Lo mismo se puede decir de algunos políticos demócratas. Se ha dicho mucho de Alexandria Ocasio-Cortez, no solo debido a su victoria sorpresiva en las elecciones primarias, sino también porque se autodenomina socialista. Sin embargo, su plataforma no tiene nada de socialista según la definición tradicional. Solo es abiertamente socialdemócrata.

Eso la coloca en línea con el resto de su partido. Siempre que leo artículos que cuestionan aquello que apoyan los demócratas, me pregunto si los escritores están prestando atención a lo que los candidatos están diciendo en términos de políticas. El Partido Demócrata de hoy en realidad está impresionantemente unificado en torno a metas socialdemócratas, mucho más que en el pasado.

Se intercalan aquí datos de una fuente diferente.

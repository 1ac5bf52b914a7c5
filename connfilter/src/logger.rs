use connfilter_common::{Connection, Verdict};
use serde::Serialize;

use crate::CONNECTION_LOG;

#[derive(Debug, Clone, Serialize)]
struct ConnectionLog<'a> {
    #[serde(flatten)]
    connection: Connection<'a>,
    verdict: Option<Verdict>,
    rule: Option<usize>,
    timestamp: String,
}

impl<'a> ConnectionLog<'a> {
    fn new(connection: Connection<'a>, verdict: Option<Verdict>, rule: Option<usize>) -> Self {
        let timestamp =
            chrono::offset::Local::now().to_rfc3339_opts(chrono::SecondsFormat::Millis, true);
        Self {
            connection,
            verdict,
            rule,
            timestamp,
        }
    }
}

/// Emits one JSON record for the connection at `info` level under the `connection_log` target.
///
/// `verdict` is the one applied to the connection, `rule` the index of the slot that matched.
pub(crate) fn log_connection(
    connection: Connection<'_>,
    verdict: Option<Verdict>,
    rule: Option<usize>,
) {
    let Ok(record) = serde_json::to_string(&ConnectionLog::new(connection, verdict, rule)) else {
        return;
    };
    tracing::info!(target: CONNECTION_LOG, "{record}");
}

Es cierto, hay diferencias entre las políticas y la estrategia retórica. ¿El impulso por la cobertura universal de salud debería incluir Medicare para todos o simplemente el derecho a que todos compren un programa Medicare mejorado? ¿Los demócratas deberían simplemente ignorar las calumnias de los republicanos acerca de sus ideas socialdemócratas o deberían tratar de convertir la mancha “socialista” en una insignia de honor?

No obstante, estas no son divisiones muy profundas, sin duda nada cercano a las divisiones entre los liberales y los centristas que fracturaron al partido hace un par de décadas.

El hecho indiscutible es que hay más miseria en Estados Unidos de la que debería. Todos los demás países avanzados tienen atención médica universal y una red social mucho más fuerte de la imperante en EE. UU., y no debería ser así.